- Information provided
● ● ● ● ●

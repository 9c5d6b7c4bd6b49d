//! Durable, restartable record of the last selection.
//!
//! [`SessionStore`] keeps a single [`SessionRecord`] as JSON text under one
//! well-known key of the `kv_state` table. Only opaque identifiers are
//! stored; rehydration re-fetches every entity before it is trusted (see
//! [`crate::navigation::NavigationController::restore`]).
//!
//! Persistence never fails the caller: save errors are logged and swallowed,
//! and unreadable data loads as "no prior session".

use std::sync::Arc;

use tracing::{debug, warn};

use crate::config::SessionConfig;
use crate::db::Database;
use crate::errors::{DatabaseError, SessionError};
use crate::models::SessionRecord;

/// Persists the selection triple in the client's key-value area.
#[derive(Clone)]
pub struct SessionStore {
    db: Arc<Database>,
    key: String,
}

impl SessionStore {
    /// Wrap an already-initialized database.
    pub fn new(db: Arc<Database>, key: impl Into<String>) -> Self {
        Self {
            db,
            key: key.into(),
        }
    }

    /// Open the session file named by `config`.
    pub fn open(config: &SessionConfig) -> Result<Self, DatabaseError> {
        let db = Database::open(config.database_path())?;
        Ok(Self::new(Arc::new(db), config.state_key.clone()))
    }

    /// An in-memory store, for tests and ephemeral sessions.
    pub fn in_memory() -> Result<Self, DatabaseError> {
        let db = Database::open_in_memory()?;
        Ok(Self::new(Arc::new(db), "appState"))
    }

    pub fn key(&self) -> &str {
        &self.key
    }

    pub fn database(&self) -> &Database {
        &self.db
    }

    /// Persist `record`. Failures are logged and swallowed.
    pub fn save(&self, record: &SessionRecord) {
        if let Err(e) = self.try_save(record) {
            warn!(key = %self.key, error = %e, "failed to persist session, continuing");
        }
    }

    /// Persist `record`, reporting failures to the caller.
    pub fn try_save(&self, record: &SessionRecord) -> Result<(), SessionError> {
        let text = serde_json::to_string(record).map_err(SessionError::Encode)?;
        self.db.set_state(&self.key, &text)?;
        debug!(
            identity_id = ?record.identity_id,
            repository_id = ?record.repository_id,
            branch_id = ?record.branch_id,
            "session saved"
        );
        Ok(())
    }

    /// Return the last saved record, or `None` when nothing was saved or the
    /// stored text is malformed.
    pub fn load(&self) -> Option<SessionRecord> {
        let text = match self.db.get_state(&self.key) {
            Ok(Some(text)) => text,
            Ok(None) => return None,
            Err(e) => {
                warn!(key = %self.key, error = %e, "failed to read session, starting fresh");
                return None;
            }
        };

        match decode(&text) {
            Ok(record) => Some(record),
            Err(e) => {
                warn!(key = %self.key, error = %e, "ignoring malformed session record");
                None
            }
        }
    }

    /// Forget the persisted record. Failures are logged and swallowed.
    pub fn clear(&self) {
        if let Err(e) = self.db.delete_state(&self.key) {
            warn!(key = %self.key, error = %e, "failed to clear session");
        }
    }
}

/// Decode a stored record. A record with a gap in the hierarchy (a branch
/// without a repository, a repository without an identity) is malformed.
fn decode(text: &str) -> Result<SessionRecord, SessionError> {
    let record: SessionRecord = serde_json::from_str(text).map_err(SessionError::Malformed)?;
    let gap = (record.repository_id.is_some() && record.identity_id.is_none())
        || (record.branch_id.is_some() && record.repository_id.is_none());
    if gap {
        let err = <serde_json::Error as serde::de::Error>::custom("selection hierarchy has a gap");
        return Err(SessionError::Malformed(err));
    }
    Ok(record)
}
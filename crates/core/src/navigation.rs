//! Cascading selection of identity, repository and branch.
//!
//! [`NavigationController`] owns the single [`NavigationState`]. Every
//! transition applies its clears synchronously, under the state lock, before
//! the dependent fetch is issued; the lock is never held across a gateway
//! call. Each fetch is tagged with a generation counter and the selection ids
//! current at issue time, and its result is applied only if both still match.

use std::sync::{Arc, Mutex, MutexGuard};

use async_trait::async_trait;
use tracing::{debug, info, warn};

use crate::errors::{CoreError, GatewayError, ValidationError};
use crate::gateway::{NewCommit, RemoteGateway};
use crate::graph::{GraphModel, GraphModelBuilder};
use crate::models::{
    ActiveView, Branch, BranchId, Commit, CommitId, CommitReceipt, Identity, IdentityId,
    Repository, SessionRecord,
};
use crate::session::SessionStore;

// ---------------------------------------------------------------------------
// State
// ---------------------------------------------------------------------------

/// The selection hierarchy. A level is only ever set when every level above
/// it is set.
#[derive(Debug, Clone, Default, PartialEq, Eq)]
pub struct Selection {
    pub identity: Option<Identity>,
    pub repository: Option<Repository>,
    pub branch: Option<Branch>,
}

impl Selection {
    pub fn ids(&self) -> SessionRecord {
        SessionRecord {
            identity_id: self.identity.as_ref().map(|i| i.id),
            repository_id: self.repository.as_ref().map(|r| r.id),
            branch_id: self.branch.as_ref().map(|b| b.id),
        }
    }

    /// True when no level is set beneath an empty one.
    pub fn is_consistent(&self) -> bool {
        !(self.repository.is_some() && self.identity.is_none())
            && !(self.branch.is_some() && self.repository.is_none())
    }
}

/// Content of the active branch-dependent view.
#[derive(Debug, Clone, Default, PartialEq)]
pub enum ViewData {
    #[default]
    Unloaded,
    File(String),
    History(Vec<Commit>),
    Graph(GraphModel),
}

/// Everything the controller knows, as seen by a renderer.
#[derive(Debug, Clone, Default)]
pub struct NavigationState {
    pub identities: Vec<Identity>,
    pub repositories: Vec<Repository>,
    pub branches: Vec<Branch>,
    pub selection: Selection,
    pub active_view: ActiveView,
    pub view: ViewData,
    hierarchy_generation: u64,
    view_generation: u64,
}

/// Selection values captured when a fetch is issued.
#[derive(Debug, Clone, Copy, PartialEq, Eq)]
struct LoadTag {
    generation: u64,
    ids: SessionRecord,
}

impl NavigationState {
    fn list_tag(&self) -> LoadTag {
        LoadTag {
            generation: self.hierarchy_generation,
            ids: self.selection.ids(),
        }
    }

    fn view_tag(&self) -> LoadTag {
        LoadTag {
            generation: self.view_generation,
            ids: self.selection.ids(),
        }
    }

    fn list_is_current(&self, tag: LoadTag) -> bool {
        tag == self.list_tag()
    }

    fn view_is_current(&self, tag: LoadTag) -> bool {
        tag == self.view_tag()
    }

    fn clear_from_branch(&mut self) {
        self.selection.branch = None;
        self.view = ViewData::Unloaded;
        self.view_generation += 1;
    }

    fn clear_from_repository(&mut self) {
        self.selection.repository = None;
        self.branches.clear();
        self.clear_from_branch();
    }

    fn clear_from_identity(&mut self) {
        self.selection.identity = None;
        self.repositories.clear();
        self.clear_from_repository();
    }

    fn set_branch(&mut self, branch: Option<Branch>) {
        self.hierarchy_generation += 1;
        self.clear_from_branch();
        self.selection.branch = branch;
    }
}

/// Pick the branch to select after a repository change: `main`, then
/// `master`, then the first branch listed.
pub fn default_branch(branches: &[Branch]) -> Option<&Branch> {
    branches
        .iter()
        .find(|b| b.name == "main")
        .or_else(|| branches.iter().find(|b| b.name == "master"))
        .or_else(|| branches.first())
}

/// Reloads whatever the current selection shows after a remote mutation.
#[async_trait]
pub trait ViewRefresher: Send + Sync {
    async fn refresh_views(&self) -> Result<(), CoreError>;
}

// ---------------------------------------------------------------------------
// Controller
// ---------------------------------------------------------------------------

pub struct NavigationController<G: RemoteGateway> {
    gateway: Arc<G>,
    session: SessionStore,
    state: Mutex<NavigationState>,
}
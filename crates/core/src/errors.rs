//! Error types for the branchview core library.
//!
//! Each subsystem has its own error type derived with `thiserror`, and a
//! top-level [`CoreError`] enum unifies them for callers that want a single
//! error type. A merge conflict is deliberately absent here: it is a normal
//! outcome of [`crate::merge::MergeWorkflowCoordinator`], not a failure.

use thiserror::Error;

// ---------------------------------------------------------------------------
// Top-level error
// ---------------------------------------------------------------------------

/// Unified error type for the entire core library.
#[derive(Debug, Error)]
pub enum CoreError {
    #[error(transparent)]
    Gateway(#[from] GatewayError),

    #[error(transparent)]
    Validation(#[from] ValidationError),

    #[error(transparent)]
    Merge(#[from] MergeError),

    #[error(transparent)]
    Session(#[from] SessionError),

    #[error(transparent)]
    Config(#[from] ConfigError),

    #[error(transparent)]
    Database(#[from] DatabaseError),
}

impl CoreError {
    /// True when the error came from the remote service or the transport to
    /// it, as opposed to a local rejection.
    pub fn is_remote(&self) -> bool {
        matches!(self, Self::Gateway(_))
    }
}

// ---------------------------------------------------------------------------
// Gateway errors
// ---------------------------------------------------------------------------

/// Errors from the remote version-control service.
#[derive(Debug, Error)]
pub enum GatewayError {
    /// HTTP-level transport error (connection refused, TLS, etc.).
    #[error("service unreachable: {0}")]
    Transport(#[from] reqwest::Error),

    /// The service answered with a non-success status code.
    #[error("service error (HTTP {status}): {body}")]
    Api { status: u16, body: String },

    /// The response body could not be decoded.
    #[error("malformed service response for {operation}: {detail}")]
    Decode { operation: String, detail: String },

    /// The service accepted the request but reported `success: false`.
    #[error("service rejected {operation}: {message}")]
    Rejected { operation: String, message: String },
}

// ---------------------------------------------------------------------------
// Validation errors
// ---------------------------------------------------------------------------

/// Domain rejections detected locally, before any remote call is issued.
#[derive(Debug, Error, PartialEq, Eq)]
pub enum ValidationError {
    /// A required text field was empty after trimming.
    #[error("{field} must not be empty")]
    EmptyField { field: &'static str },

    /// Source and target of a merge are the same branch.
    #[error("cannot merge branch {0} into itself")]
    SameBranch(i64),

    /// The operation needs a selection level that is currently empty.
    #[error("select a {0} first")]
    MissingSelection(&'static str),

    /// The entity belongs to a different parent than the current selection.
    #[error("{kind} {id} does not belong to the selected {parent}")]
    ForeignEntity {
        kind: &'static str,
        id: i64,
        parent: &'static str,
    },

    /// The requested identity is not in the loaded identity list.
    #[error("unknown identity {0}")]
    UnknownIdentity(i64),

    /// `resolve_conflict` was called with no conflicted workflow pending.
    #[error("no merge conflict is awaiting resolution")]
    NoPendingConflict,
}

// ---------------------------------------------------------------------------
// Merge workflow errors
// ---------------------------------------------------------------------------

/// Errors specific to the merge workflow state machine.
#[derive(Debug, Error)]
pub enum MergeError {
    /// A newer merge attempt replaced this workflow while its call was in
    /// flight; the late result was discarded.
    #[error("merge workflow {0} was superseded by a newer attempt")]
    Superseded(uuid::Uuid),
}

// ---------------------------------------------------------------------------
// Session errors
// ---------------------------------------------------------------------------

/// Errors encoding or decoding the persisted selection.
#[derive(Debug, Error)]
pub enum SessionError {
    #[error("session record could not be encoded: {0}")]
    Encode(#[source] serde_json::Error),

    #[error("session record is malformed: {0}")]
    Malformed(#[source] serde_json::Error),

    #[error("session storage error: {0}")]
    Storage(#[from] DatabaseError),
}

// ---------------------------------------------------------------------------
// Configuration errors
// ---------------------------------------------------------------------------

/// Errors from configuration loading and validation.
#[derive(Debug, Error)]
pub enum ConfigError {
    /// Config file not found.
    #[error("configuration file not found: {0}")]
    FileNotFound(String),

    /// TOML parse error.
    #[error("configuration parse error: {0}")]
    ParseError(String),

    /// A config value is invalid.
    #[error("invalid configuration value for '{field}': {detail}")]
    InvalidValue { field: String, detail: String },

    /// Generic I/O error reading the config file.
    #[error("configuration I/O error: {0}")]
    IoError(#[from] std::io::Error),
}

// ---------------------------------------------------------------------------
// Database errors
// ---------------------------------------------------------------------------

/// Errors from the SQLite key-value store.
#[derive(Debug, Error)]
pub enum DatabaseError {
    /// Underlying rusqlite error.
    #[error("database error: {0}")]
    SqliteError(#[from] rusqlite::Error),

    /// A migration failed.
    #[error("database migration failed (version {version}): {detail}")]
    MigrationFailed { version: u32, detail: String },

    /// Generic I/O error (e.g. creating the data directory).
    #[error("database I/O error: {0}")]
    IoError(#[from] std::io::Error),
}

● ● ● ● ●

- Assignment
What is needed is an exact repetition of the lines from the first line of the records through the line containing "use crate::db::Database;", both ends included, and nothing more.

- Exercise answer
repository 9c5d6b7c4bd6b49d
//! Durable, restartable record of the last selection.
//!
//! [`SessionStore`] keeps a single [`SessionRecord`] as JSON text under one
//! well-known key of the `kv_state` table. Only opaque identifiers are
//! stored; rehydration re-fetches every entity before it is trusted (see
//! [`crate::navigation::NavigationController::restore`]).
//!
//! Persistence never fails the caller: save errors are logged and swallowed,
//! and unreadable data loads as "no prior session".

use std::sync::Arc;

use tracing::{debug, warn};

use crate::config::SessionConfig;
use crate::db::Database;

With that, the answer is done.